Anchor Liberty Ale Dates to ... 1983?

Anchor Liberty Ale is rightly described as a legend. Released in 1975 in advance of the American bicentennial, it was reputedly made exclusively with native Cascade hops and, for good measure, dry-hopped with them as well. That is a very early description of what would become the blueprint for tens of thousands of subsequent American IPAs. For that reason, a story, which the brewery has happily adopted, goes like this: “As the first modern American IPA brewed after prohibition and the first modern American single-hop ale and dry-hopped ale, Anchor’s Liberty Ale® is the original craft brewed ale and the historic beer that started a revolution.” But is it true?

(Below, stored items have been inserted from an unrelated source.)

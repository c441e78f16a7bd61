//! The evaluator core step machine, spec §4.H.
//!
//! Grounded on the teacher's bytecode dispatch loop (`bytecode/vm/mod.rs`'s
//! `run` method): a tight `match` over the current instruction driving a
//! `CallFrame` stack, generalized here from a flat opcode tape to a
//! one-cell-lookahead `Feed` over nested cell arrays, with enfix lookahead
//! layered on top of the same dispatch primitive used for prefix calls.

use smallvec::SmallVec;

use crate::action::{ActionFlags, ActionId, Dispatcher, ParamClass, ParamSpec};
use crate::binder;
use crate::cell::{Binding, Cell, CellFlags, Kind, Payload};
use crate::context::{self, ContextKind, Specifier};
use crate::errors::{ErrorId, FailError, RunResult};
use crate::feed::{Feed, FeedFlags};
use crate::frame::Frame;
use crate::fulfill;
use crate::resource::ResourceTracker;
use crate::runtime::Runtime;
use crate::symbol::Symbol;
use crate::tracer::EvalTracer;

/// Outcome of one conceptual evaluator step, spec §4.H.2 "Invisibles... do
/// not overwrite OUT... the evaluator then re-triggers on the next token."
enum StepResult {
    Value(Cell),
    Invisible,
}

/// Runs a single evaluator step (spec §4.H.3's "run a nested evaluator step
/// into the arg slot") with NO trailing enfix lookahead of its own — the
/// caller (either `eval_full_expression`'s own lookahead, or whichever
/// enfix action's argument fulfillment this is) decides whether to chain
/// into a following infix op. This is exactly what makes left-to-right,
/// no-precedence chaining fall out correctly (spec §8 `1 + 2 * 3 = 9`):
/// fulfilling `+`'s right argument must stop at the bare `2`, leaving `* 3`
/// for the *outer* expression loop to pick up.
pub fn eval_into_value<T: ResourceTracker, Tr: EvalTracer>(rt: &mut Runtime<T, Tr>, feed: &mut Feed) -> RunResult<Cell> {
    loop {
        match eval_one_step(rt, feed)? {
            StepResult::Value(v) => return Ok(v),
            StepResult::Invisible => {
                if rt.thrown.is_some() {
                    return Ok(Cell::init_void());
                }
                continue;
            }
        }
    }
}

/// Runs a full expression: one value-producing step, invisibles skipped,
/// followed by the post-switch enfix lookahead/chain loop, spec §4.H.1's
/// `post-switch` bullet. This is what a block-evaluation loop (`do`) or a
/// `GROUP!`/interpreted-body evaluation calls once per logical expression.
pub fn eval_full_expression<T: ResourceTracker, Tr: EvalTracer>(rt: &mut Runtime<T, Tr>, feed: &mut Feed) -> RunResult<Cell> {
    let mut out = eval_into_value(rt, feed)?;
    if rt.thrown.is_some() {
        return Ok(out);
    }
    loop {
        if feed.flags().contains(FeedFlags::NO_LOOKAHEAD) {
            feed.clear_flag(FeedFlags::NO_LOOKAHEAD);
            break;
        }
        let Some(peeked) = feed.peek().cloned() else { break };
        let Some((action_id, symbol)) = resolve_enfixed_word(rt, &peeked) else { break };
        // DEFERS_LOOKBACK / POSTPONES_ENTIRELY (spec §4.H.2) are only
        // meaningful when this expression is itself nested inside an
        // enclosing argument fulfillment; this top-level driver does not
        // track that enclosing context, so both run immediately here. See
        // DESIGN.md.
        feed.consume(&rt.heap);
        out = dispatch_action(rt, feed, action_id, Some(symbol), Some(out))?;
        if rt.thrown.is_some() {
            return Ok(out);
        }
    }
    Ok(out)
}

/// Evaluates `array` to completion under `specifier`, spec §4.H "`do` a
/// block", used for `GROUP!` bodies, interpreted action bodies, and the
/// top-level `evaluate()` entry point. An empty or fully-invisible block
/// evaluates to void.
pub fn eval_block_to_end<T: ResourceTracker, Tr: EvalTracer>(
    rt: &mut Runtime<T, Tr>,
    array: crate::series::SeriesId,
    specifier: Specifier,
) -> RunResult<Cell> {
    let mut feed = Feed::new(&rt.heap, array, specifier.clone());
    rt.calls.push(Frame::for_block(feed.clone(), specifier));
    let mut out = Cell::init_void();
    while !feed.is_at_end() {
        out = eval_full_expression(rt, &mut feed)?;
        if rt.thrown.is_some() {
            break;
        }
    }
    rt.calls.pop();
    Ok(out)
}

fn eval_one_step<T: ResourceTracker, Tr: EvalTracer>(rt: &mut Runtime<T, Tr>, feed: &mut Feed) -> RunResult<StepResult> {
    if let Some(second) = peek_second(rt, feed) {
        if let Some((action_id, symbol)) = resolve_enfixed_word(rt, &second) {
            let action = rt.actions.get(action_id);
            if action.flags.contains(ActionFlags::QUOTES_FIRST) {
                let Some(stolen) = feed.consume(&rt.heap) else {
                    return Err(FailError::simple(ErrorId::EvaluateNull, "nothing to steal for left-quoting enfix").into());
                };
                feed.consume(&rt.heap);
                return Ok(StepResult::Value(dispatch_action(rt, feed, action_id, Some(symbol), Some(stolen))?));
            }
        }
    }

    let Some(cell) = feed.consume(&rt.heap) else {
        return Err(FailError::simple(ErrorId::EvaluateNull, "evaluation ran past the end of the feed").into());
    };
    step_from_cell(rt, feed, cell)
}

/// Reads the cell one past the feed's current lookahead without consuming
/// anything, for the pre-lookahead left-quoting-steal check (spec §4.H.1),
/// which needs to see *two* cells ahead while `Feed` itself only commits to
/// one (spec §4.G).
fn peek_second<T: ResourceTracker, Tr: EvalTracer>(rt: &Runtime<T, Tr>, feed: &Feed) -> Option<Cell> {
    rt.heap
        .get(feed.array())
        .at(feed.index() as usize + 1)
        .map(|c| c.derelativize(feed.specifier()))
}

fn resolve_enfixed_word<T: ResourceTracker, Tr: EvalTracer>(rt: &Runtime<T, Tr>, cell: &Cell) -> Option<(ActionId, Symbol)> {
    let Payload::Word { symbol, binding, .. } = cell.payload() else {
        return None;
    };
    if !matches!(cell.kind(), Kind::Word) {
        return None;
    }
    let value = binder::lookup_word(&rt.heap, *symbol, binding).ok()?;
    let Payload::Action(action_id) = value.payload() else {
        return None;
    };
    if rt.actions.get(*action_id).flags.contains(ActionFlags::ENFIXED) {
        Some((*action_id, *symbol))
    } else {
        None
    }
}

fn step_from_cell<T: ResourceTracker, Tr: EvalTracer>(rt: &mut Runtime<T, Tr>, feed: &mut Feed, cell: Cell) -> RunResult<StepResult> {
    if cell.quote_depth() > 0 || cell.kind() == Kind::Quoted {
        return Ok(StepResult::Value(
            cell.dequotify().expect("quote_depth > 0 or Quoted kind always dequotifies"),
        ));
    }

    match cell.kind() {
        Kind::Null | Kind::Void => Err(FailError::simple(ErrorId::VoidEvaluation, "evaluator may not see NULL/VOID directly").into()),
        // Literal "the"-forms (`@word`, `@path`, ...) never evaluate, spec
        // §4.D word_like_cell note; the scanner's sigil table is the only
        // other place this distinction matters.
        Kind::SymWord | Kind::SymPath | Kind::SymTuple | Kind::SymBlock | Kind::SymGroup => {
            let mut out = cell;
            out.set_flag(CellFlags::UNEVALUATED);
            Ok(StepResult::Value(out))
        }
        Kind::Word => eval_word(rt, feed, &cell),
        Kind::GetWord => eval_get_word(rt, &cell),
        Kind::SetWord => eval_set_word(rt, feed, &cell),
        Kind::Group => eval_group(rt, &cell),
        Kind::GetGroup | Kind::SetGroup => eval_get_set_group(rt, feed, &cell),
        Kind::Path | Kind::GetPath => eval_path(rt, feed, &cell),
        Kind::SetPath => eval_set_path(rt, feed, &cell),
        Kind::SetBlock => eval_set_block(rt, feed, &cell),
        Kind::Action => {
            let Payload::Action(action_id) = *cell.payload() else {
                unreachable!("ACTION kind always carries Payload::Action")
            };
            let value = dispatch_action(rt, feed, action_id, None, None)?;
            Ok(as_step_result(rt, action_id, value))
        }
        _ => {
            let mut out = cell;
            out.set_flag(CellFlags::UNEVALUATED);
            Ok(StepResult::Value(out))
        }
    }
}

fn eval_word<T: ResourceTracker, Tr: EvalTracer>(rt: &mut Runtime<T, Tr>, feed: &mut Feed, cell: &Cell) -> RunResult<StepResult> {
    let Payload::Word { symbol, binding, .. } = cell.payload() else {
        unreachable!("WORD kind always carries Payload::Word")
    };
    let value = binder::lookup_word(&rt.heap, *symbol, binding)?;
    if let Payload::Action(action_id) = value.payload() {
        let action_id = *action_id;
        let result = dispatch_action(rt, feed, action_id, Some(*symbol), None)?;
        return Ok(as_step_result(rt, action_id, result));
    }
    Ok(StepResult::Value(value))
}
//! The frame: a single activation record, spec §3.5/§4.C.
//!
//! Grounded on the teacher's `CallFrame` (`bytecode/vm/mod.rs`): bytecode
//! pointer + stack base + namespace index become a `Feed` + argument slots +
//! varlist context here, since this evaluator walks cell arrays rather than
//! a flat bytecode tape.

use smallvec::SmallVec;

use crate::action::ActionId;
use crate::cell::Cell;
use crate::context::{ContextId, Specifier};
use crate::feed::Feed;
use crate::symbol::Symbol;

/// A root the heap's mark-sweep walk must treat as live, contributed by a
/// live frame, spec §4.B/§4.C. `Series` covers references a frame holds
/// that aren't expressed as a `Cell` (the feed's source array, a reified
/// varlist) so `Heap::recycle` can walk both uniformly.
pub enum GcRoot<'a> {
    Cell(&'a Cell),
    Series(crate::series::SeriesId),
}

/// One activation record, spec §3.5. Every field here corresponds to a
/// named concept in spec §4.C's frame description.
#[derive(Clone)]
pub struct Frame {
    /// Cursor over the block/group currently being evaluated.
    pub feed: Feed,
    /// Argument slots, aligned by index to the called action's `ParamSpec`
    /// list (spec §4.F "Fulfill_Arg" writes into these by position).
    pub args: SmallVec<[Cell; 4]>,
    /// The slot the running native/interpreted body writes its result into.
    pub out: Cell,
    /// Scratch cell for sub-evaluations that must not disturb `out`.
    pub spare: Cell,
    /// Which action is running in this frame, if any (`None` for a bare
    /// top-level "do a block" frame, spec §4.C).
    pub phase: Option<ActionId>,
    /// The word this frame's action was invoked through, for tracebacks and
    /// definitional-RETURN identity (spec §4.H.4).
    pub label: Option<Symbol>,
    /// This frame's reified varlist, eagerly created at push time rather
    /// than lazily on first capture (see DESIGN.md: a deliberate
    /// simplification of spec §9's "frame MAY be reified into a heap
    /// context" memory-saving optimization).
    pub varlist: Option<ContextId>,
    /// The specifier this frame's own body words resolve relative bindings
    /// against, inherited by any sub-feed it creates.
    pub specifier: Specifier,
}

impl Frame {
    /// A bare "evaluate this block" frame with no action running, spec §4.C.
    #[must_use]
    pub fn for_block(feed: Feed, specifier: Specifier) -> Self {
        Self {
            feed,
            args: SmallVec::new(),
            out: Cell::init_null(false),
            spare: Cell::init_null(false),
            phase: None,
            label: None,
            varlist: None,
            specifier,
        }
    }

    /// A frame invoking `action`, with `args` already fulfilled, spec §4.F.
    #[must_use]
    pub fn for_action(
        feed: Feed,
        action: ActionId,
        label: Option<Symbol>,
        args: SmallVec<[Cell; 4]>,
        varlist: Option<ContextId>,
        specifier: Specifier,
    ) -> Self {
        Self {
            feed,
            args,
            out: Cell::init_null(false),
            spare: Cell::init_null(false),
            phase: Some(action),
            label,
            varlist,
            specifier,
        }
    }

    /// GC roots this frame contributes, spec §4.B "keep-alive via frame
    /// chain": the feed's source array, every argument, the output/spare
    /// slots, and (if reified) the varlist.
    pub fn gc_roots(&self) -> impl Iterator<Item = GcRoot<'_>> {
        std::iter::once(GcRoot::Series(self.feed.array()))
            .chain(self.args.iter().map(GcRoot::Cell))
            .chain(std::iter::once(GcRoot::Cell(&self.out)))
            .chain(std::iter::once(GcRoot::Cell(&self.spare)))
            .chain(self.varlist.map(|c| GcRoot::Series(c.series_id())))
    }
}
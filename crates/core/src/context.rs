//! Context, binding and virtual-binding (LET patch) machinery, spec §3.3.

use crate::action::ActionId;
use crate::cell::{Binding, Cell};
use crate::heap::Heap;
use crate::resource::ResourceTracker;
use crate::series::{Series, SeriesData, SeriesId, SidecarSlot};
use crate::symbol::Symbol;

/// Context variant, spec §3.3. `Frame` is intentionally absent: a running
/// activation's argument slots live in `frame::Frame` directly (see
/// DESIGN.md's note on eager reification), so only the three keyed-record
/// shapes that are genuinely heap objects need a `ContextId`.
#[derive(Debug, Clone, Copy, PartialEq, Eq)]
pub enum ContextKind {
    Object,
    Module,
    Error,
}

/// Identifies a context: its varlist is a series in the arena; its keylist
/// is that series' `link` sidecar (spec §3.3: "keylist shared across
/// sibling contexts when possible").
#[derive(Debug, Clone, Copy, PartialEq, Eq, Hash, serde::Serialize, serde::Deserialize)]
pub struct ContextId(SeriesId);

impl ContextId {
    #[must_use]
    pub(crate) fn series_id(self) -> SeriesId {
        self.0
    }
}

/// Identifies a LET patch: a singleton array prepending one binding onto an
/// existing chain, spec §3.3/§4.E.
#[derive(Debug, Clone, Copy, PartialEq, Eq, Hash, serde::Serialize, serde::Deserialize)]
pub struct LetPatchId(SeriesId);

impl LetPatchId {
    #[must_use]
    pub(crate) fn series_id(self) -> SeriesId {
        self.0
    }
}

/// The binding context an evaluator step threads through `derelativize`,
/// spec §3.3 GLOSSARY. See DESIGN.md: function bodies are bound eagerly to
/// an absolute `Context` at frame-push time, so `Relative` resolution is
/// only exercised for the documented "detached" fallback (spec §9).
#[derive(Debug, Clone, Default)]
pub enum Specifier {
    #[default]
    None,
    Context(ContextId),
}

impl Specifier {
    #[must_use]
    pub fn resolve_relative(&self, _action: ActionId) -> Option<ContextId> {
        match self {
            Self::Context(id) => Some(*id),
            Self::None => None,
        }
    }
}

/// Creates a new context with the given keylist (symbol list) and matching
/// initial values, spec §4.F `Make_Paramlist`-adjacent "pop into parallel
/// arrays" step, generalized to plain object/module/error contexts.
pub fn make_context<T: ResourceTracker>(
    heap: &mut Heap<T>,
    kind: ContextKind,
    entries: &[(Symbol, Cell)],
) -> Result<ContextId, crate::errors::FailError> {
    let mut keylist = Series::new_array(entries.len());
    keylist.data = SeriesData::Array(
        entries
            .iter()
            .map(|(sym, _)| Cell::init_word(crate::cell::Kind::Word, *sym, Binding::Unbound, false))
            .collect(),
    );
    let keylist_id = heap.alloc(keylist)?;
    heap.manage(keylist_id);

    let mut varlist = Series::new_array(entries.len());
    varlist.data = SeriesData::Array(entries.iter().map(|(_, cell)| cell.clone()).collect());
    varlist.link = SidecarSlot::Series(keylist_id);
    varlist.misc = SidecarSlot::Index(kind as u32);
    let varlist_id = heap.alloc(varlist)?;
    heap.manage(varlist_id);

    Ok(ContextId(varlist_id))
}

/// `Append_Context`: appends one new symbol/value slot to `ctx`'s keylist
/// and varlist, spec §4.F / §9 (resolves the nullptr-vs-0 Open Question by
/// taking `Option<Symbol>`: `None` means "no symbol supplied, just grow the
/// varlist slot", matching the nullptr sense from the source revisions).
pub fn append_context<T: ResourceTracker>(
    heap: &mut Heap<T>,
    ctx: ContextId,
    symbol: Option<Symbol>,
    value: Cell,
) -> Result<u32, crate::errors::FailError> {
    let keylist_id = match heap.get(ctx.0).link {
        SidecarSlot::Series(id) => id,
        _ => return Err(crate::errors::FailError::simple(crate::errors::ErrorId::NotBoundToContext, "context has no keylist")),
    };
    let index = heap.get(ctx.0).term_len() as u32;
    if let Some(sym) = symbol {
        heap.get_mut(keylist_id)?
            .push(Cell::init_word(crate::cell::Kind::Word, sym, Binding::Unbound, false));
    } else {
        heap.get_mut(keylist_id)?.push(Cell::init_blank(false));
    }
    heap.get_mut(ctx.0)?.push(value);
    Ok(index)
}

/// Looks up `symbol` in `ctx`'s keylist, spec §4.E. Returns the slot index.
#[must_use]
pub fn lookup_in_context<T: ResourceTracker>(heap: &Heap<T>, ctx: ContextId, symbol: Symbol) -> Option<u32> {
    let keylist_id = match heap.get(ctx.0).link {
        SidecarSlot::Series(id) => id,
        _ => return None,
    };
    heap.get(keylist_id).data.as_array().and_then(|keys| {
        keys.iter().position(|key| match key.payload() {
            crate::cell::Payload::Word { symbol: s, .. } => *s == symbol,
            _ => false,
        })
    }).map(|i| u32::try_from(i).expect("context too large"))
}

#[must_use]
pub fn get_var<T: ResourceTracker>(heap: &Heap<T>, ctx: ContextId, index: u32) -> Cell {
    heap.get(ctx.0)
        .at(index as usize)
        .cloned()
        .unwrap_or_else(Cell::init_null_const)
}

pub fn set_var<T: ResourceTracker>(
    heap: &mut Heap<T>,
    ctx: ContextId,
    index: u32,
    value: Cell,
) -> Result<(), crate::errors::FailError> {
    let series = heap.get_mut(ctx.0)?;
    if let Some(cells) = series.data.as_array_mut() {
        if let Some(slot) = cells.get_mut(index as usize) {
            slot.check_writable()?;
            *slot = value;
            return Ok(());
        }
    }
    Err(crate::errors::FailError::simple(
        crate::errors::ErrorId::NotBoundToContext,
        "slot index out of range",
    ))
}

/// `LET` patch creation: prepends one (symbol -> cell) binding onto the
/// front of a binding chain, spec §3.3/§4.E.
pub fn make_let_patch<T: ResourceTracker>(
    heap: &mut Heap<T>,
    symbol: Symbol,
    value: Cell,
) -> Result<LetPatchId, crate::errors::FailError> {
    let mut series = Series::new_array(1);
    series.data = SeriesData::Array(vec![value]);
    series.misc = SidecarSlot::Index(symbol.index() as u32);
    let id = heap.alloc(series)?;
    heap.manage(id);
    Ok(LetPatchId(id))
}

#[must_use]
pub fn let_patch_symbol<T: ResourceTracker>(heap: &Heap<T>, patch: LetPatchId) -> Option<Symbol> {
    match heap.get(patch.0).misc {
        SidecarSlot::Index(raw) => Some(Symbol::from_index(raw)),
        _ => None,
    }
}

#[must_use]
pub fn let_patch_value<T: ResourceTracker>(heap: &Heap<T>, patch: LetPatchId) -> Cell {
    heap.get(patch.0).at(0).cloned().unwrap_or_else(Cell::init_null_const)
}

impl Cell {
    fn init_null_const() -> Self {
        let mut c = Self::init_null(false);
        c.set_flag(crate::cell::CellFlags::PROTECTED);
        c
    }
}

I stumbled across a video of Fritz Maytag describing that beer, and it would seem to complicate the narrative. The description starts at around the 7:00 minute mark and I’ll include a transcript below.

“We brewed the first brew of Liberty Ale on April 18th [1975]… Also ale being, in modern times, considered to be a British specialty, I thought we would brew an ale better than anything in Britain, and we’d call it Liberty and we’d win on all accounts. And so we did that, and the ale was terrible. I just didn’t like it at all. I didn’t want to sell it—I wanted to dump it.”

“And then we brewed a Christmas Ale, which was a tradition that I was very familiar with…. And then we brewed Christmas Ale every year for years. Different every year; we didn’t have capacity to brew it regularly. But in 1983 we had moved into this brewery, almost 20 years after I had started. Now we had capacity, and the 1983 Christmas ale—different each year—but that Christmas Ale was a smash success. And we suddenly thought, ‘Aha! That’s it. That’s Liberty Ale! We’ll re-do Liberty Ale. So today’s Liberty Ale is exactly the brew we made for Christmas 1983.”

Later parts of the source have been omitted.